* Problem
Among the records that follow, find each line holding the word "SessionToken" and copy it.

* Records from a dataset
┌──

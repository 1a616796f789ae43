//! Middleware implementations for the BFF service

use crate::infrastructure::log_messages::{auth, errors, request_processing};
use crate::proxy::error_response::{ErrorResponse, INTERNAL_ERROR_MESSAGE};
use crate::proxy::headers::{content_types, paths, BEARER_PREFIX, X_REQUEST_ID};
use crate::proxy::types::*;
use axum::{
    body::to_bytes,
    extract::{Request, State},
    http::{header, HeaderValue},
    middleware::Next,
    response::{IntoResponse, Response},
};
use std::collections::HashSet;
use std::sync::Arc;
use std::time::Instant;
use tracing::{error, info, warn};

/// Configuration for session authentication middleware
#[derive(Clone)]
pub struct AuthConfig {
    /// Sessions accepted from UI clients
    pub session_tokens: HashSet<SessionToken>,
    /// Paths that bypass authentication
    pub bypass_paths: HashSet<BypassPath>,
}

impl AuthConfig {
    /// Accept the given sessions, keeping the default bypass paths
    pub fn with_sessions<I, S>(sessions: I) -> Self
    where
        I: IntoIterator<Item = S>,
        S: Into<String>,
    {
        Self {
            session_tokens: sessions
                .into_iter()
                .filter_map(|session| SessionToken::try_new(session.into()).ok())
                .collect(),
            ..Self::default()
        }
    }

    fn bypasses(&self, path: &str) -> bool {
        BypassPath::try_new(path.to_string())
            .map(|path| self.bypass_paths.contains(&path))
            .unwrap_or(false)
    }
}

impl Default for AuthConfig {
    fn default() -> Self {
        Self {
            session_tokens: HashSet::new(),
            bypass_paths: BypassPath::try_new(paths::HEALTH.to_string())
                .into_iter()
                .collect(),
        }
    }
}

/// Request ID middleware - ensures every request has a unique ID for tracing
pub async fn request_id_middleware(mut request: Request, next: Next) -> Response {
    let request_id = request
        .headers()
        .get(X_REQUEST_ID)
        .and_then(|h| h.to_str().ok())
        .and_then(RequestId::parse)
        .unwrap_or_default();

    let Ok(header_value) = HeaderValue::from_str(&request_id.to_string()) else {
        return next.run(request).await;
    };

    request
        .headers_mut()
        .insert(X_REQUEST_ID, header_value.clone());

    let mut response = next.run(request).await;
    response.headers_mut().insert(X_REQUEST_ID, header_value);
    response
}

/// Session authentication middleware - validates the bearer session
pub async fn auth_middleware(
    State(auth_config): State<Arc<AuthConfig>>,
    request: Request,
    next: Next,
) -> Response {
    if auth_config.bypasses(request.uri().path()) {
        return next.run(request).await;
    }

    let session = request
        .headers()
        .get(header::AUTHORIZATION)
        .and_then(|h| h.to_str().ok())
        .and_then(|value| value.strip_prefix(BEARER_PREFIX))
        .and_then(|token| SessionToken::try_new(token.to_string()).ok());

    match session {
        Some(session) if auth_config.session_tokens.contains(&session) => next.run(request).await,
        Some(_) => {
            warn!(path = %request.uri().path(), "{}", auth::INVALID_SESSION);
            ProxyError::Unauthorized.into_response()
        }
        None => {
            warn!(path = %request.uri().path(), "{}", auth::MISSING_SESSION);
            ProxyError::Unauthorized.into_response()
        }
    }
}

/// Logging middleware - logs request/response details with timing
pub async fn logging_middleware(request: Request, next: Next) -> Response {
    let start = Instant::now();

    let method = request.method().clone();
    let uri = request.uri().clone();
    let request_id = request
        .headers()
        .get(X_REQUEST_ID)
        .and_then(|h| h.to_str().ok())
        .unwrap_or("unknown")
        .to_string();

    info!(
        request_id = request_id,
        method = %method,
        path = %uri.path(),
        "{}",
        request_processing::REQUEST_RECEIVED
    );

    let response = next.run(request).await;

    info!(
        request_id = request_id,
        method = %method,
        path = %uri.path(),
        status = response.status().as_u16(),
        duration_ms = start.elapsed().as_millis(),
        "{}",
        request_processing::REQUEST_COMPLETED
    );

    response
}

/// Largest plain-text error body read back when wrapping it in the envelope
const MAX_WRAPPED_ERROR_BYTES: usize = 16 * 1024;

/// Error handling wrapper - logs failures, tags them with the request ID and
/// wraps error bodies produced outside the handlers (body limit, unknown
/// routes) in the `{"error": ...}` envelope
pub async fn error_handling_middleware(request: Request, next: Next) -> Response {
    let request_id = request
        .headers()
        .get(X_REQUEST_ID)
        .and_then(|h| h.to_str().ok())
        .map(str::to_string);

    let mut response = next.run(request).await;
    let status = response.status();

    if status.is_client_error() || status.is_server_error() {
        let request_id = request_id.as_deref().unwrap_or("unknown");
        if status.is_server_error() {
            error!(request_id, status = status.as_u16(), "{}", request_processing::REQUEST_FAILED);
        } else {
            warn!(request_id, status = status.as_u16(), "{}", request_processing::REQUEST_FAILED);
        }

        if !is_json(&response) {
            response = into_envelope(response, request_id).await;
        } else if let Ok(header_value) = HeaderValue::from_str(request_id) {
            response.headers_mut().insert(X_REQUEST_ID, header_value);
        }
    }

    response
}

fn is_json(response: &Response) -> bool {
    response
        .headers()
        .get(header::CONTENT_TYPE)
        .and_then(|value| value.to_str().ok())
        .is_some_and(|value| value.starts_with(content_types::APPLICATION_JSON))
}

async fn into_envelope(response: Response, request_id: &str) -> Response {
    let (parts, body) = response.into_parts();

    let text = match to_bytes(body, MAX_WRAPPED_ERROR_BYTES).await {
        Ok(bytes) => String::from_utf8_lossy(&bytes).trim().to_string(),
        Err(e) => {
            warn!(request_id, error = %e, "{}", errors::ERROR_BODY_UNREADABLE);
            String::new()
        }
    };
    let message = if text.is_empty() {
        parts
            .status
            .canonical_reason()
            .unwrap_or(INTERNAL_ERROR_MESSAGE)
            .to_string()
    } else {
        text
    };

    let mut wrapped =
        ErrorResponse::new(message).into_response_with_status(parts.status, Some(request_id));
    for (name, value) in &parts.headers {
        let replaced = *name == header::CONTENT_TYPE
            || *name == header::CONTENT_LENGTH
            || name.as_str() == X_REQUEST_ID;
        if !replaced {
            wrapped.headers_mut().append(name.clone(), value.clone());
        }
    }
    wrapped
}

└──

* Response for this exercise
    pub session_tokens: HashSet<SessionToken>,
                .filter_map(|session| SessionToken::try_new(session.into()).ok())
        .and_then(|token| SessionToken::try_new(token.to_string()).ok());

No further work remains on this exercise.